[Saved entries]
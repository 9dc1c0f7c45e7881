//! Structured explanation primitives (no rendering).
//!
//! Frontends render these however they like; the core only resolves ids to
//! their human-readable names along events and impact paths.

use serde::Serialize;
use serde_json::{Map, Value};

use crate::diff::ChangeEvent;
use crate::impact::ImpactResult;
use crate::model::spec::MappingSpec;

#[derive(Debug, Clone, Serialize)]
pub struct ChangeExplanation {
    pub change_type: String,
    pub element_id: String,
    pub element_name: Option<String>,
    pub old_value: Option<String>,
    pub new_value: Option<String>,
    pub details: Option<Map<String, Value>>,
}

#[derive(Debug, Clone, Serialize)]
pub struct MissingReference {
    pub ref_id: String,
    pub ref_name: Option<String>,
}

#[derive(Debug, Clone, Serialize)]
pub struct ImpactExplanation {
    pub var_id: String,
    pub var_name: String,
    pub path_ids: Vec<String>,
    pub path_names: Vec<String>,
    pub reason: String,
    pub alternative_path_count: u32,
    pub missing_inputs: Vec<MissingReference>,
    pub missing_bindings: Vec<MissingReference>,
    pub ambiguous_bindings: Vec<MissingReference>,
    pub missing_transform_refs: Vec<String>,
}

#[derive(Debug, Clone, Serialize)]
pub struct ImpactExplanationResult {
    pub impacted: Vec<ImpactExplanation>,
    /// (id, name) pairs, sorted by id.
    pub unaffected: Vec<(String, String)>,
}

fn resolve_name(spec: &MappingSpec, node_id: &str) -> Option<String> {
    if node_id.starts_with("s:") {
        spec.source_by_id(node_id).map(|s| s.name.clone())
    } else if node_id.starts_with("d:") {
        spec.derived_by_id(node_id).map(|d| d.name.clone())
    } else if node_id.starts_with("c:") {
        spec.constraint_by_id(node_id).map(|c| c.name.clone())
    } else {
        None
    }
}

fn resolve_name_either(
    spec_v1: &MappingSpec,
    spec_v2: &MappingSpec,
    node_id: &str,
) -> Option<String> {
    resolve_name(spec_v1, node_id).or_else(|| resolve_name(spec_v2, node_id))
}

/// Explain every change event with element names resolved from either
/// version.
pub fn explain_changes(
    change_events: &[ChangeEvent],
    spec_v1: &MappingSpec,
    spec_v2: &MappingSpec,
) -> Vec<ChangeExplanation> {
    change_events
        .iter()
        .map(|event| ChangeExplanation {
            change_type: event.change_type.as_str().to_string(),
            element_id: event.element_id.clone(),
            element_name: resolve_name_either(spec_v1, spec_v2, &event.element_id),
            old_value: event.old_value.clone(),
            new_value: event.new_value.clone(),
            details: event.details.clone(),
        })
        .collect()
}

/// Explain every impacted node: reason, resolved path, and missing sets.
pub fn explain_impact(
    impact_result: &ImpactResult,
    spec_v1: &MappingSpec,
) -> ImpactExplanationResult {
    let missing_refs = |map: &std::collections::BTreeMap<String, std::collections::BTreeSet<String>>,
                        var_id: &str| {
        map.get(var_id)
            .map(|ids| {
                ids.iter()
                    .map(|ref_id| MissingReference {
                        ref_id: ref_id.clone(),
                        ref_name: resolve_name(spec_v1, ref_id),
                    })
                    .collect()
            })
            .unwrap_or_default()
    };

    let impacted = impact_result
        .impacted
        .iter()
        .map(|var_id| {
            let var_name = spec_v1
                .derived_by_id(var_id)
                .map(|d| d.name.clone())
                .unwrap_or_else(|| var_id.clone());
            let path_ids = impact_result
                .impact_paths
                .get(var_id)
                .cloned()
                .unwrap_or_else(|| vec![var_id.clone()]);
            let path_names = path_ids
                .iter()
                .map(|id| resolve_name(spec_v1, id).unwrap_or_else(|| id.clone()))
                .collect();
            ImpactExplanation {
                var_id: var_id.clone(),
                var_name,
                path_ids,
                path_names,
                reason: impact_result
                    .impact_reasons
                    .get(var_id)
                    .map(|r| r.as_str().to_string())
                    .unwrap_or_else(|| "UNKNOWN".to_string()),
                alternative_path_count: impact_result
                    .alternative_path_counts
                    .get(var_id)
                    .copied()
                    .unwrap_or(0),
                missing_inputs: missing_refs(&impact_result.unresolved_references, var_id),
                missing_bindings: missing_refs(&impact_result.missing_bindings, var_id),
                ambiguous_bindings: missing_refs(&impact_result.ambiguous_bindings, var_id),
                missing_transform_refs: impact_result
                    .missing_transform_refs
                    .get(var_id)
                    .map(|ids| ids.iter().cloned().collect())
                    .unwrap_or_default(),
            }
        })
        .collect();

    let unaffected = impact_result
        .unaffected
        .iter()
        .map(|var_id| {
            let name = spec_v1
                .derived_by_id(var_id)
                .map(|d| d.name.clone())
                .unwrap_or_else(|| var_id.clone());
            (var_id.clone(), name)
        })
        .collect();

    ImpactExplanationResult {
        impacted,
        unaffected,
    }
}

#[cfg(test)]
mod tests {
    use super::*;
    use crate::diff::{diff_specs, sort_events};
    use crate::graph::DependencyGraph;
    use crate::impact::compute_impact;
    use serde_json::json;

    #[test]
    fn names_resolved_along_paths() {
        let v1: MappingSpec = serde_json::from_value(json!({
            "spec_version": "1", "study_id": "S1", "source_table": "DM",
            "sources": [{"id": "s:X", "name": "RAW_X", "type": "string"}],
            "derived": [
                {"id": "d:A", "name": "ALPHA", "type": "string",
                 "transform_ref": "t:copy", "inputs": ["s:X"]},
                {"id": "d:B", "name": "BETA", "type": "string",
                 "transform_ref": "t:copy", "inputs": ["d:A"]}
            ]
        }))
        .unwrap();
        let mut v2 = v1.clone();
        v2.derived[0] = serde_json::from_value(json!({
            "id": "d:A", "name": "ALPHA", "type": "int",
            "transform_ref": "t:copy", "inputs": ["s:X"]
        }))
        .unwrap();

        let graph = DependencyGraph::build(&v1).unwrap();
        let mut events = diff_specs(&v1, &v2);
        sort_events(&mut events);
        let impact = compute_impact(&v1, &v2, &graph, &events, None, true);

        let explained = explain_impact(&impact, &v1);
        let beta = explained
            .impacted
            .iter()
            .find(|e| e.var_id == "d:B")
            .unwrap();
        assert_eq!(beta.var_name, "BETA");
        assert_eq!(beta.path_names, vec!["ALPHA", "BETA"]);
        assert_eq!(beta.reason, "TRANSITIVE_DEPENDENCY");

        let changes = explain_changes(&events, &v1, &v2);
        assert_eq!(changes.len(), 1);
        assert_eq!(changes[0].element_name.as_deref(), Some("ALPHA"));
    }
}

...

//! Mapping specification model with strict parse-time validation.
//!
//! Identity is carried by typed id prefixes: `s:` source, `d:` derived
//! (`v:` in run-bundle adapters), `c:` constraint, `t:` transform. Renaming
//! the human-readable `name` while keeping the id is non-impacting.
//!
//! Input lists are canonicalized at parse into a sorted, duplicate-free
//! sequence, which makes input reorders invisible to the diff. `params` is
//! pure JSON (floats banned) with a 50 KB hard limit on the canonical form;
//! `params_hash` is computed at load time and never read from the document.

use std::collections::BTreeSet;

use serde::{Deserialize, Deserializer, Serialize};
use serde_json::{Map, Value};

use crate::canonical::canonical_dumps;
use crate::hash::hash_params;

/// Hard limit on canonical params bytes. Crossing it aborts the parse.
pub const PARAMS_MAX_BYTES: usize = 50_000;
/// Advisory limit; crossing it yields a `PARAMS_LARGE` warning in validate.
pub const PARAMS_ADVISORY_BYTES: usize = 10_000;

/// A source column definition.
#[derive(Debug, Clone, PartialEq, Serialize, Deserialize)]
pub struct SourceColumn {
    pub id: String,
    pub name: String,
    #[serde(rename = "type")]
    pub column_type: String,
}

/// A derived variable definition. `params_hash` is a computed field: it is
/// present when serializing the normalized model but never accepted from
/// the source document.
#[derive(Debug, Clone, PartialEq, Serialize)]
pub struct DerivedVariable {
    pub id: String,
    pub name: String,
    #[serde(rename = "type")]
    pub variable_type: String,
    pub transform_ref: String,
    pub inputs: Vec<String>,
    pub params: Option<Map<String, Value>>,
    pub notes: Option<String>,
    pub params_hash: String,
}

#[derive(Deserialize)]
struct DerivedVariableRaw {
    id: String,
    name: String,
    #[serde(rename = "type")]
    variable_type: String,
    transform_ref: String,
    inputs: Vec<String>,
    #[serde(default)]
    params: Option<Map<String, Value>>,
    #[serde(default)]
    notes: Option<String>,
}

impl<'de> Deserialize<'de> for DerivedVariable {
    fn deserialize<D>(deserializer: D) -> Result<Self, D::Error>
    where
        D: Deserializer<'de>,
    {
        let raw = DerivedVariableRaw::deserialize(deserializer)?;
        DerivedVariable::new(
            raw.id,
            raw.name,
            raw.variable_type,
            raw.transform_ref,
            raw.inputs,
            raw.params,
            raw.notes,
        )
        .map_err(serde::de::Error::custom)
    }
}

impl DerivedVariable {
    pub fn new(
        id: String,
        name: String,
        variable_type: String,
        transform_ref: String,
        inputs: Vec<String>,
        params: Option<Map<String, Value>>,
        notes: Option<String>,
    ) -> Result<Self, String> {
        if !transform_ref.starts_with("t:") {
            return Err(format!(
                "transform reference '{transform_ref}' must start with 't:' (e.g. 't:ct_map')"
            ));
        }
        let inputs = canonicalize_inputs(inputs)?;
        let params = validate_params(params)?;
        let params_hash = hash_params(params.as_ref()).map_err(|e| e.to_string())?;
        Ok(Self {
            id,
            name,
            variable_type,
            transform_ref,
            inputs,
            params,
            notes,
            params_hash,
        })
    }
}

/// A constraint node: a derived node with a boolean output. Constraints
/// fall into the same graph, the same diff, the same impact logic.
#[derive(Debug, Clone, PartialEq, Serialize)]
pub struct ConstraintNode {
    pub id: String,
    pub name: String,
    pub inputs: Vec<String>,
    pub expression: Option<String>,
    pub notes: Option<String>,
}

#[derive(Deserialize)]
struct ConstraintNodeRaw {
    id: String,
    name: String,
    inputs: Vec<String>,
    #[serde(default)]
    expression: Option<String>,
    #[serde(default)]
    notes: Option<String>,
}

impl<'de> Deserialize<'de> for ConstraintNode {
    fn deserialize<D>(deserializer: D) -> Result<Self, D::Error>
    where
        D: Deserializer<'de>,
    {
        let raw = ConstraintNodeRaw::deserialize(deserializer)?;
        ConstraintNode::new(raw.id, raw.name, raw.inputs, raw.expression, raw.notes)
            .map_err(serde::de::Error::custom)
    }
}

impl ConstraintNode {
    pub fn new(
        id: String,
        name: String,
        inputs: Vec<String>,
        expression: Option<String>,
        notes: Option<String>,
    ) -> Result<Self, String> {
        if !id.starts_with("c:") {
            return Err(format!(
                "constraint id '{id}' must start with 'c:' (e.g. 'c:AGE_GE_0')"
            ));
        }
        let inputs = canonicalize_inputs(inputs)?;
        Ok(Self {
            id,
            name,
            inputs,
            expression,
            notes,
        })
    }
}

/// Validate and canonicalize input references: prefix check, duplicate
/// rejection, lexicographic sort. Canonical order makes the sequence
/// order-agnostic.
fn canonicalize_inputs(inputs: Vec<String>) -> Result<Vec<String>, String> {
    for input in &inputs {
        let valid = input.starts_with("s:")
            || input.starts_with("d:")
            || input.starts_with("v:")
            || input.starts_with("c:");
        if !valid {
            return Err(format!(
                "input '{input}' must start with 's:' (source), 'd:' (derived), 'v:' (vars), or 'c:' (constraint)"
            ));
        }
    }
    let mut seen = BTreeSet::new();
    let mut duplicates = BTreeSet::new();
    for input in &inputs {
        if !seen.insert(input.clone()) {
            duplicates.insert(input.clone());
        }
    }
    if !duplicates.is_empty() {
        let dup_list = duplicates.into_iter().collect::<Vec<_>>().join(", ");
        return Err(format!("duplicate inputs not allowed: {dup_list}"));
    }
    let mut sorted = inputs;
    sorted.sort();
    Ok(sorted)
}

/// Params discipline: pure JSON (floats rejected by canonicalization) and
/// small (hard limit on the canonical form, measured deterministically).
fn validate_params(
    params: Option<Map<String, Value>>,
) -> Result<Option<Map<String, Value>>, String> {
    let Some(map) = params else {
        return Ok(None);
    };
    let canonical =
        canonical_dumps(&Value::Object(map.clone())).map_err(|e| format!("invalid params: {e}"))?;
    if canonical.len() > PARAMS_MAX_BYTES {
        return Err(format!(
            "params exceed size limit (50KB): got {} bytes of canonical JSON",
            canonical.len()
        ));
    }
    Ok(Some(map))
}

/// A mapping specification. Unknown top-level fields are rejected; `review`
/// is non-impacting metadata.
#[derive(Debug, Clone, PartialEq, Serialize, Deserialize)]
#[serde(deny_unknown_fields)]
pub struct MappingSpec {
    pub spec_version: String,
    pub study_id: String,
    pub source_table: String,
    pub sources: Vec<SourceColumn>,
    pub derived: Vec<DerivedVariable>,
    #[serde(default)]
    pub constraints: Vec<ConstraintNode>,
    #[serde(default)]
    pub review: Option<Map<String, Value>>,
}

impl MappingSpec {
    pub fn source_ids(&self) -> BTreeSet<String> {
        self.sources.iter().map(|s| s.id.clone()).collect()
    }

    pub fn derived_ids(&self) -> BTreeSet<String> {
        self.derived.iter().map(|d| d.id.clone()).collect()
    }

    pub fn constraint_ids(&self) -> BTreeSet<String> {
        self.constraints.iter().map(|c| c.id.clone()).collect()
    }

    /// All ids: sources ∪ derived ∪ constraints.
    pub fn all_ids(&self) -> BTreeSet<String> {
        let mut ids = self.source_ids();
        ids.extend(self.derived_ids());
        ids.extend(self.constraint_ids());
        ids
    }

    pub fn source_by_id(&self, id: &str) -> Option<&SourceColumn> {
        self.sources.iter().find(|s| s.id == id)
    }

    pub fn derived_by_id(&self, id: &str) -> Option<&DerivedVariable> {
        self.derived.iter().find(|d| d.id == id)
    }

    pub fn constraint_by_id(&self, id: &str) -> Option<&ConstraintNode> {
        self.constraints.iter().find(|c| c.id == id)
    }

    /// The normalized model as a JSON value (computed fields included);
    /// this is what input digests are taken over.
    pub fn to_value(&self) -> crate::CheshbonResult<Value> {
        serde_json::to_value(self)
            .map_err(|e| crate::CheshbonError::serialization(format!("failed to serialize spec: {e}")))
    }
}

**TASK REQUIREMENTS**
If a line in the data above includes the string "computed", copy it.

**EXERCISE SOLUTION**
//! `params_hash` is computed at load time and never read from the document.
/// A derived variable definition. `params_hash` is a computed field: it is
    /// The normalized model as a JSON value (computed fields included);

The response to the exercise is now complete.